PROBLEM DETAILS ->
Whenever a line in the material below includes "patcher", copy that line.

STUDY MATERIAL ->

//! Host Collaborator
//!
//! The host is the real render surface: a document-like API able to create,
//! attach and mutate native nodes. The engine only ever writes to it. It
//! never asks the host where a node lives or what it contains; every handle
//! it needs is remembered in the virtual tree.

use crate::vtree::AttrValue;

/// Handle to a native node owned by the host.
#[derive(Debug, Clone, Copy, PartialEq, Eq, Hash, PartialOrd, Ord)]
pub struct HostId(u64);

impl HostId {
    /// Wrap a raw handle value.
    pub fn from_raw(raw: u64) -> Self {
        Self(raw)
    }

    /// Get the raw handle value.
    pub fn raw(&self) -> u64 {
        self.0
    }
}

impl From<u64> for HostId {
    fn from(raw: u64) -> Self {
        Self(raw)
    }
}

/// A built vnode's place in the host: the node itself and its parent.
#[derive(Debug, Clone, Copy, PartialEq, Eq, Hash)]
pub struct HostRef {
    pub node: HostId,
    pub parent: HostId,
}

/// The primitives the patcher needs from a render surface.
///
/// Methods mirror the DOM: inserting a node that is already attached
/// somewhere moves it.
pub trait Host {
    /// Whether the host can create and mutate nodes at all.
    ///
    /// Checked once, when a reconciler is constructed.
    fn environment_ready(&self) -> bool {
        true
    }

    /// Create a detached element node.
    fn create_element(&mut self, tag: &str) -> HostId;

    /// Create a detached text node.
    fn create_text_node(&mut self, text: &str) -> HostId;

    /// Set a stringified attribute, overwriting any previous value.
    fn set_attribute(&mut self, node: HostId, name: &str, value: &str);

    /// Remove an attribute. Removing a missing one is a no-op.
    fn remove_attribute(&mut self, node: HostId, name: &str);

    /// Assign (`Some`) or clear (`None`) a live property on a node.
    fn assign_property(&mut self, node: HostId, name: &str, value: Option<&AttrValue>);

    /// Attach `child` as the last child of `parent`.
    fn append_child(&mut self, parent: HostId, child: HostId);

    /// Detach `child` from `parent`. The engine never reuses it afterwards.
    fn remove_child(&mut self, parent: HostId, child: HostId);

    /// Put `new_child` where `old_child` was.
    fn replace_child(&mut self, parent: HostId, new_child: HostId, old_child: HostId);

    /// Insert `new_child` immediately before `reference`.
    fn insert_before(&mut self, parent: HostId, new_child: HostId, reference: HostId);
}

==

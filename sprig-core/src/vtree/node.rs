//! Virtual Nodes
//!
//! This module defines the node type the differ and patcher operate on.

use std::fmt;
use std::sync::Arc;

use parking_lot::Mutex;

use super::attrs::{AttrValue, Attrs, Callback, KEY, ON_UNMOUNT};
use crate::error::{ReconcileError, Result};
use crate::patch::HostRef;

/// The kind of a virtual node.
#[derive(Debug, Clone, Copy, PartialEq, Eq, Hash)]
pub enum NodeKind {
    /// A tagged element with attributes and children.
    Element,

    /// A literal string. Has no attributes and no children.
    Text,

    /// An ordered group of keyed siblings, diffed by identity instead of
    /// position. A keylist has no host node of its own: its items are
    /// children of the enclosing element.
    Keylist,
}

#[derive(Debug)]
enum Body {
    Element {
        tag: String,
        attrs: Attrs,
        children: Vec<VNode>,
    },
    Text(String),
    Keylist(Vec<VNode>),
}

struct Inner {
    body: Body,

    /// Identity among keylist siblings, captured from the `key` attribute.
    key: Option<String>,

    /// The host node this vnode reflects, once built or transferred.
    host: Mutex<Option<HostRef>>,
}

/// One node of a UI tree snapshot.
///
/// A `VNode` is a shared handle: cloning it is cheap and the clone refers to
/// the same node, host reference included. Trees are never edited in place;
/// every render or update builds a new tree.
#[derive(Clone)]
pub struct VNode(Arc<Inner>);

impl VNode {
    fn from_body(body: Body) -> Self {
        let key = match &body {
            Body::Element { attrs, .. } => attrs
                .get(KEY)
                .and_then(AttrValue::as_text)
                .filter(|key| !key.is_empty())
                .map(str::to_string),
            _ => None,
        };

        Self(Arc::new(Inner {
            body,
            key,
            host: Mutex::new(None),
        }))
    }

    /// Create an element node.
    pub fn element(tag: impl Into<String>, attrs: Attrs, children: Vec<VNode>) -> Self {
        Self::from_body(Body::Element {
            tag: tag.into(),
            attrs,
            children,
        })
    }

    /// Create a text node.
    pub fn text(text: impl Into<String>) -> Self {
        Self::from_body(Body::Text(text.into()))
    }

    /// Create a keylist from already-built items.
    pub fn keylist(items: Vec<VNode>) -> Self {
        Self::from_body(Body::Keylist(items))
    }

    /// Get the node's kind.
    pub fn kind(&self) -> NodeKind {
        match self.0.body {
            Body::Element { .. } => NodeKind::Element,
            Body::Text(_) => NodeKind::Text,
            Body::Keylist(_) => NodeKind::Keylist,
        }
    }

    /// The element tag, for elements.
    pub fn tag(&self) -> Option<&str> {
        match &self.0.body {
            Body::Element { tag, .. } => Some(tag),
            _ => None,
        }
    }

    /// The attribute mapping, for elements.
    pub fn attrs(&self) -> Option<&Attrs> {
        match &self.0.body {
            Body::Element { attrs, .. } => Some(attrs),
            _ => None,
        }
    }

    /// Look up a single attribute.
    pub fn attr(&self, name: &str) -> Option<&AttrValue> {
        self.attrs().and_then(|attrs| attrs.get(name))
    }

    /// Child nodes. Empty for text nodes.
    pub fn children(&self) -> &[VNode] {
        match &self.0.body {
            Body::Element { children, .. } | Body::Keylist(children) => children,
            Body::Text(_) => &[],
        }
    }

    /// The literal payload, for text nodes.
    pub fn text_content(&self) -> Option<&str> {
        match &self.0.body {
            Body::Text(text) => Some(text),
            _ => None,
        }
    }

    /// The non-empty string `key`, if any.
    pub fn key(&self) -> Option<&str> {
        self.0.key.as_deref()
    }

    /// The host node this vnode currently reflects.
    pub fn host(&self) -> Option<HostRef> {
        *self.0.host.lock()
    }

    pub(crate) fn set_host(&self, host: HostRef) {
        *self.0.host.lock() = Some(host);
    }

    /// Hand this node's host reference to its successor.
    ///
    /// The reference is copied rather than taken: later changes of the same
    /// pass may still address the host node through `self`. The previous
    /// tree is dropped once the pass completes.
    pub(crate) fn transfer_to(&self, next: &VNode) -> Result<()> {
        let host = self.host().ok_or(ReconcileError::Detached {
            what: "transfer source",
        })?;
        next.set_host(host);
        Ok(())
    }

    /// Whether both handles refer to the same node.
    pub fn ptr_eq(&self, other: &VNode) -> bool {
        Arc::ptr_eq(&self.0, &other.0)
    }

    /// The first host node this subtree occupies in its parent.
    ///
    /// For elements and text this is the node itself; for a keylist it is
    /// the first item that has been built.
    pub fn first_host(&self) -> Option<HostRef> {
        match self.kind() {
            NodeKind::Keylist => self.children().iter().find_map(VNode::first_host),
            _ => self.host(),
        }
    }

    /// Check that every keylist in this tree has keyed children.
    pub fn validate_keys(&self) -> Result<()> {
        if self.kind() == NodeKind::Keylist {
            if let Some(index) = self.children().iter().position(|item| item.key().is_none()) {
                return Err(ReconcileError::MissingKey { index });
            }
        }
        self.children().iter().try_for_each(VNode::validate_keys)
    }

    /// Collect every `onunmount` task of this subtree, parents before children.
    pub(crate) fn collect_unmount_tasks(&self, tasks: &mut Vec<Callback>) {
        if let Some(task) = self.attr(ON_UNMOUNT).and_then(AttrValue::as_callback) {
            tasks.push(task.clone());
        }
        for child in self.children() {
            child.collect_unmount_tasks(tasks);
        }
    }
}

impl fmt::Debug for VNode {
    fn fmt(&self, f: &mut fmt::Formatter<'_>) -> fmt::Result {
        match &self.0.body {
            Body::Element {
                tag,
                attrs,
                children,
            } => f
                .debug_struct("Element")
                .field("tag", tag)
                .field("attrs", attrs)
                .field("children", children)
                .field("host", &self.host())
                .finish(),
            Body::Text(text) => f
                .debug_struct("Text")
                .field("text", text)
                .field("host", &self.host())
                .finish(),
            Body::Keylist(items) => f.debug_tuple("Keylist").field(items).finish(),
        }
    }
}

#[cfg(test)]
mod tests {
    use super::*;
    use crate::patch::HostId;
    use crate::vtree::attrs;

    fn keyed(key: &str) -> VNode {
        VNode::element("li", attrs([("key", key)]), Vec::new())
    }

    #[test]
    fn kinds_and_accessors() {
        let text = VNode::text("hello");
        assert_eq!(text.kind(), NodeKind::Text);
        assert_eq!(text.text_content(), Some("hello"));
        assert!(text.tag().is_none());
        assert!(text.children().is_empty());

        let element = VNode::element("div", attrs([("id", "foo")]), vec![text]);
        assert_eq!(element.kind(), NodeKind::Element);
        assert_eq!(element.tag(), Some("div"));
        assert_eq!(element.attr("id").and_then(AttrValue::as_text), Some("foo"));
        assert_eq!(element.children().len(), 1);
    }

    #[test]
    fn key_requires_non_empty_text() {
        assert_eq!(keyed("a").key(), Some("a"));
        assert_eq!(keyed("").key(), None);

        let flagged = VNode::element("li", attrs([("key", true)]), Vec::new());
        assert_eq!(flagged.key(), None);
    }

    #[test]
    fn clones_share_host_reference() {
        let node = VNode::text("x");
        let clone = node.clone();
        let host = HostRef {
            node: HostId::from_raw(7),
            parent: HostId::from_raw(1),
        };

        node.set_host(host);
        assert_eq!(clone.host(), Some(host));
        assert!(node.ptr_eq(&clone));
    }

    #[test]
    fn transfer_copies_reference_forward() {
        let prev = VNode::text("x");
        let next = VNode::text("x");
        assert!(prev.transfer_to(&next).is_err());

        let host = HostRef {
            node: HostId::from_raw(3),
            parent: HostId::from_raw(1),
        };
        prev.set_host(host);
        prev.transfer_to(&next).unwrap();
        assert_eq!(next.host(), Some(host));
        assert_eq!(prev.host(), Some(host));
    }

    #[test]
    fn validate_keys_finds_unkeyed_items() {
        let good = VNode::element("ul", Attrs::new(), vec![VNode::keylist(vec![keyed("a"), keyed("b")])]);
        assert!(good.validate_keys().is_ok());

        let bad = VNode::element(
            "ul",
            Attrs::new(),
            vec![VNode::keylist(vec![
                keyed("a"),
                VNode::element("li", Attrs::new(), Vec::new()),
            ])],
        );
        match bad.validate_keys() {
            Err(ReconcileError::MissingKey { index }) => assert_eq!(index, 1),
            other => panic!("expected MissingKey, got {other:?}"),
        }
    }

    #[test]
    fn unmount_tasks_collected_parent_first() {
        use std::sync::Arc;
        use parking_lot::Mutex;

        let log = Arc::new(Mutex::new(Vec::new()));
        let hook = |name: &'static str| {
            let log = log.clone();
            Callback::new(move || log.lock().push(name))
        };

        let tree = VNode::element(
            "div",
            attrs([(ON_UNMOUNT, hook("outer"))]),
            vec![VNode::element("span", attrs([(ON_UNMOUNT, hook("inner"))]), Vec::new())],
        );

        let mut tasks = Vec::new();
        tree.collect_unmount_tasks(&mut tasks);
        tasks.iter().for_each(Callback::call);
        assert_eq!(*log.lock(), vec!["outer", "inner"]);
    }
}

WRITTEN SOLUTION ->
/// The primitives the patcher needs from a render surface.
//! This module defines the node type the differ and patcher operate on.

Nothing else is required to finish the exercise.